PETALING JAYA: Steel counters experienced a notable upswing in early market trading today following the investment, trade and industry ministry’s (Miti) announcement of a two-year moratorium to tackle challenges within the local iron and steel sector.
Beginning on Aug 15, 2023, the moratorium allows for reassessments to address the challenges faced by the local iron and steel industry and to update the industry’s direction in line with the New Industrial Master Plan (NIMP) 2030.
As at 12.26pm, Mycron Steel Bhd emerged as the industry’s frontrunner on the local stock exchange today, surging 40.91% or 13 sen to 46 sen per share, valuing the group at RM152.08 million.

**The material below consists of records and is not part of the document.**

//! Hydration - rebuilds an ObjectStore from the `objects` table
//!
//! Rows are read in handle order so the rebuilt reverse index and every
//! derived listing are deterministic.

use std::path::Path;
use std::str::FromStr;

use menugraph_core::{
    log_op_end, log_op_error, log_op_start, Handle, NullBackend, Object, ObjectStore, Schema,
};
use rusqlite::Connection;

use super::sqlite_backend::{decode_object, SqliteBackend};
use crate::errors::{from_rusqlite, serialization_error, Result};

/// Every stored object, ordered by handle
///
/// # Errors
///
/// `Persistence` on SQLite failure, `Serialization` if a row's handle or
/// field JSON does not decode.
pub fn load_objects(conn: &Connection) -> Result<Vec<(Handle, Object)>> {
    let mut stmt = conn
        .prepare("SELECT handle, kind, fields_json FROM objects ORDER BY handle")
        .map_err(from_rusqlite)?;

    let rows: Vec<(String, String, String)> = stmt
        .query_map([], |row| Ok((row.get(0)?, row.get(1)?, row.get(2)?)))
        .map_err(from_rusqlite)?
        .collect::<std::result::Result<Vec<_>, _>>()
        .map_err(from_rusqlite)?;

    rows.into_iter()
        .map(|(handle, kind, fields_json)| {
            let parsed = Handle::from_str(&handle).map_err(|e| serialization_error(&handle, e))?;
            let object =
                decode_object(&kind, &fields_json).map_err(|e| serialization_error(&handle, e))?;
            Ok((parsed, object))
        })
        .collect()
}

/// In-memory store holding everything in `conn`, with no durable backend
///
/// # Errors
///
/// Same as [`load_objects`].
pub fn hydrate(conn: &Connection, schema: Schema) -> Result<ObjectStore> {
    let objects = load_objects(conn)?;
    Ok(ObjectStore::restore(schema, objects, NullBackend))
}

/// Open the database at `path` and return a store committing back to it
///
/// # Errors
///
/// `Io`/`Persistence` if the database cannot be opened or migrated,
/// `Serialization` if a stored row is corrupt.
pub fn open_store<P: AsRef<Path>>(path: P, schema: Schema) -> Result<ObjectStore> {
    let path = path.as_ref();
    log_op_start!("open_store", path = %path.display());
    let start = std::time::Instant::now();

    let store = open_store_impl(path, schema).map_err(|e| {
        log_op_error!(
            "open_store",
            e.clone(),
            duration_ms = start.elapsed().as_millis() as u64
        );
        e
    })?;

    log_op_end!(
        "open_store",
        duration_ms = start.elapsed().as_millis() as u64,
        objects = store.len()
    );
    Ok(store)
}

fn open_store_impl(path: &Path, schema: Schema) -> Result<ObjectStore> {
    let backend = SqliteBackend::open(path)?;
    let objects = load_objects(backend.connection())?;
    Ok(ObjectStore::restore(schema, objects, backend))
}
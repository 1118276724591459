//! Graph schema descriptor
//!
//! Declares, per entity kind, which fields exist and which relationship
//! fields are *owned*. Owned edges are followed by cascade delete and deep
//! copy; every other relationship is a plain reference.

use std::collections::HashMap;

use crate::errors::{GraphError, Result};
use crate::object::{FieldValue, Object};

/// Closed set of field shapes
#[derive(Debug, Clone, Copy, PartialEq, Eq)]
pub enum FieldShape {
    Scalar,
    One { owned: bool },
    Many { owned: bool },
}

impl FieldShape {
    pub fn is_owned(&self) -> bool {
        matches!(
            self,
            FieldShape::One { owned: true } | FieldShape::Many { owned: true }
        )
    }

    pub fn name(&self) -> &'static str {
        match self {
            FieldShape::Scalar => "scalar",
            FieldShape::One { .. } => "single reference",
            FieldShape::Many { .. } => "reference sequence",
        }
    }

    fn accepts(&self, value: &FieldValue) -> bool {
        matches!(
            (self, value),
            (FieldShape::Scalar, FieldValue::Scalar(_))
                | (FieldShape::One { .. }, FieldValue::One(_))
                | (FieldShape::Many { .. }, FieldValue::Many(_))
        )
    }
}

#[derive(Debug, Clone, PartialEq, Eq)]
pub struct FieldDecl {
    pub name: String,
    pub shape: FieldShape,
}

/// Ordered field declarations of one entity kind
#[derive(Debug, Clone, Default, PartialEq, Eq)]
pub struct EntitySchema {
    fields: Vec<FieldDecl>,
}

impl EntitySchema {
    pub fn fields(&self) -> &[FieldDecl] {
        &self.fields
    }

    pub fn field(&self, name: &str) -> Option<&FieldDecl> {
        self.fields.iter().find(|f| f.name == name)
    }

    fn declare(&mut self, name: &str, shape: FieldShape) {
        match self.fields.iter_mut().find(|f| f.name == name) {
            Some(existing) => existing.shape = shape,
            None => self.fields.push(FieldDecl {
                name: name.to_string(),
                shape,
            }),
        }
    }
}

/// Schema table keyed by entity kind
#[derive(Debug, Clone, Default)]
pub struct Schema {
    entities: HashMap<String, EntitySchema>,
}

impl Schema {
    pub fn builder() -> SchemaBuilder {
        SchemaBuilder::default()
    }

    pub fn entity(&self, kind: &str) -> Option<&EntitySchema> {
        self.entities.get(kind)
    }

    pub fn kinds(&self) -> impl Iterator<Item = &str> {
        self.entities.keys().map(String::as_str)
    }

    /// Owned relationship fields of `kind` in declaration order
    ///
    /// Unknown kinds own nothing.
    pub fn owned_fields(&self, kind: &str) -> Vec<&str> {
        self.entities
            .get(kind)
            .map(|e| {
                e.fields
                    .iter()
                    .filter(|f| f.shape.is_owned())
                    .map(|f| f.name.as_str())
                    .collect()
            })
            .unwrap_or_default()
    }

    pub fn is_owned(&self, kind: &str, field: &str) -> bool {
        self.entities
            .get(kind)
            .and_then(|e| e.field(field))
            .is_some_and(|f| f.shape.is_owned())
    }

    /// Check every declared field of `object` holds a value of its shape
    ///
    /// Undeclared fields and unknown kinds pass.
    pub fn validate_object(&self, object: &Object) -> Result<()> {
        let Some(entity) = self.entities.get(object.kind()) else {
            return Ok(());
        };
        for (name, value) in object.fields() {
            if let Some(decl) = entity.field(name) {
                if !decl.shape.accepts(value) {
                    return Err(GraphError::FieldShapeMismatch {
                        kind: object.kind().to_string(),
                        field: name.clone(),
                        expected: decl.shape.name().to_string(),
                        found: value.shape_name().to_string(),
                    });
                }
            }
        }
        Ok(())
    }
}

/// Fluent schema declaration
///
/// ```
/// use menugraph_core::schema::Schema;
///
/// let schema = Schema::builder()
///     .entity("Dish")
///     .scalar("name")
///     .owns_many("variants")
///     .entity("DishVariant")
///     .refers_one("cheese_border")
///     .build();
/// assert_eq!(schema.owned_fields("Dish"), vec!["variants"]);
/// ```
#[derive(Debug, Default)]
pub struct SchemaBuilder {
    entities: HashMap<String, EntitySchema>,
    current: Option<String>,
}

impl SchemaBuilder {
    /// Start (or resume) declaring `kind`
    pub fn entity(mut self, kind: &str) -> Self {
        self.entities.entry(kind.to_string()).or_default();
        self.current = Some(kind.to_string());
        self
    }

    pub fn scalar(self, name: &str) -> Self {
        self.field(name, FieldShape::Scalar)
    }

    pub fn owns_one(self, name: &str) -> Self {
        self.field(name, FieldShape::One { owned: true })
    }

    pub fn owns_many(self, name: &str) -> Self {
        self.field(name, FieldShape::Many { owned: true })
    }

    pub fn refers_one(self, name: &str) -> Self {
        self.field(name, FieldShape::One { owned: false })
    }

    pub fn refers_many(self, name: &str) -> Self {
        self.field(name, FieldShape::Many { owned: false })
    }

    /// Fields declared before any `entity` call are dropped.
    pub fn field(mut self, name: &str, shape: FieldShape) -> Self {
        if let Some(entity) = self
            .current
            .as_ref()
            .and_then(|kind| self.entities.get_mut(kind))
        {
            entity.declare(name, shape);
        }
        self
    }

    pub fn build(self) -> Schema {
        Schema {
            entities: self.entities,
        }
    }
}

#[cfg(test)]
mod tests {
    use super::*;
    use crate::decimal::Decimal;
    use crate::object::ScalarValue;

    fn sample() -> Schema {
        Schema::builder()
            .entity("Dish")
            .scalar("name")
            .owns_many("variants")
            .owns_one("price")
            .owns_one("old_price")
            .entity("DishVariant")
            .owns_one("price")
            .refers_one("cheese_border")
            .entity("Money")
            .scalar("amount")
            .build()
    }

    #[test]
    fn test_owned_fields_in_declaration_order() {
        let schema = sample();
        assert_eq!(
            schema.owned_fields("Dish"),
            vec!["variants", "price", "old_price"]
        );
        assert_eq!(schema.owned_fields("DishVariant"), vec!["price"]);
    }

    #[test]
    fn test_unknown_kind_owns_nothing() {
        let schema = sample();
        assert!(schema.owned_fields("Nope").is_empty());
        assert!(!schema.is_owned("Nope", "price"));
    }

    #[test]
    fn test_referenced_field_is_not_owned() {
        let schema = sample();
        assert!(!schema.is_owned("DishVariant", "cheese_border"));
        assert!(schema.is_owned("DishVariant", "price"));
    }

    #[test]
    fn test_redeclaring_field_replaces_shape() {
        let schema = Schema::builder()
            .entity("A")
            .refers_one("x")
            .owns_one("x")
            .build();
        assert_eq!(schema.owned_fields("A"), vec!["x"]);
        assert_eq!(schema.entity("A").map(|e| e.fields().len()), Some(1));
    }

    #[test]
    fn test_validate_object_rejects_shape_mismatch() {
        let schema = sample();
        let money = Object::new("Money").with_scalar("amount", ScalarValue::Decimal(Decimal::ZERO));
        assert!(schema.validate_object(&money).is_ok());

        let bad = Object::new("Money").with_field("amount", FieldValue::Many(vec![]));
        let err = schema.validate_object(&bad).unwrap_err();
        assert!(matches!(err, GraphError::FieldShapeMismatch { ref field, .. } if field == "amount"));
    }

    #[test]
    fn test_validate_object_allows_undeclared_fields() {
        let schema = sample();
        let obj = Object::new("Money").with_scalar("currency", ScalarValue::Text("RUB".into()));
        assert!(schema.validate_object(&obj).is_ok());
    }
}
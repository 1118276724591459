//! Refresh command
//!
//! Usage: menugraph refresh <PAYLOAD> [--force]

use clap::Args;
use std::path::PathBuf;

use menugraph_core::catalog::{catalog_state, refresh, JsonFileSource, RefreshOutcome};
use menugraph_core::errors::ExError;

use crate::context::Context;

#[derive(Debug, Args)]
pub struct RefreshArgs {
    /// Catalog payload (JSON)
    pub payload: PathBuf,

    /// Refresh even if the cached catalog is still fresh
    #[arg(long)]
    pub force: bool,
}

pub fn execute(ctx: &mut Context, args: RefreshArgs) -> anyhow::Result<()> {
    let policy = ctx.policy();
    let mut source = JsonFileSource::new(&args.payload);

    let outcome =
        refresh(&mut ctx.store, &mut source, &policy, args.force).map_err(ExError::from)?;

    match outcome {
        RefreshOutcome::Skipped => {
            let state = catalog_state(&ctx.store);
            let last = state
                .last_update
                .map(|t| t.to_rfc3339())
                .unwrap_or_else(|| "never".to_string());
            println!("Catalog is fresh (last update {}); use --force to refresh anyway", last);
        }
        RefreshOutcome::Unchanged => println!("Catalog unchanged"),
        RefreshOutcome::Refreshed { dishes } => {
            println!("Catalog refreshed: {} dishes", dishes)
        }
    }

    Ok(())
}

Meanwhile, Melewar Industrial Group Bhd rose four sen or 15.09%, to 30 sen, giving the group a market capitalisation of RM107.53 million.
On the other hand, Lion Industries Corp Bhd experienced a 6.06% increase, rising two sen to 35 sen, while Malaysia Steel Works (KL) Bhd saw a 6.15% uptick, gaining two sen to 34 sen.
Deputy investment, trade and industry minister Liew Chin Tong told the Dewan Rakyat yesterday that the temporary suspension will affect all aspects of the iron and steel industry’s manufacturing licence processes.
This includes inquiries, assessments, new applications, licence transfers, expansions, regularisations, diversifications, and the issuance of exemption certificates.
Nevertheless, he said that manufacturing licence applications aligned with the objectives of the NIMP 2030 may still be considered for exemption from the temporary suspension.
“This includes projects for the production of complex iron and steel products with high-added value and equipped with low-carbon/carbon reduction technologies such as carbon capture, utilisation and storage,” he told the Dewan Rakyat yesterday.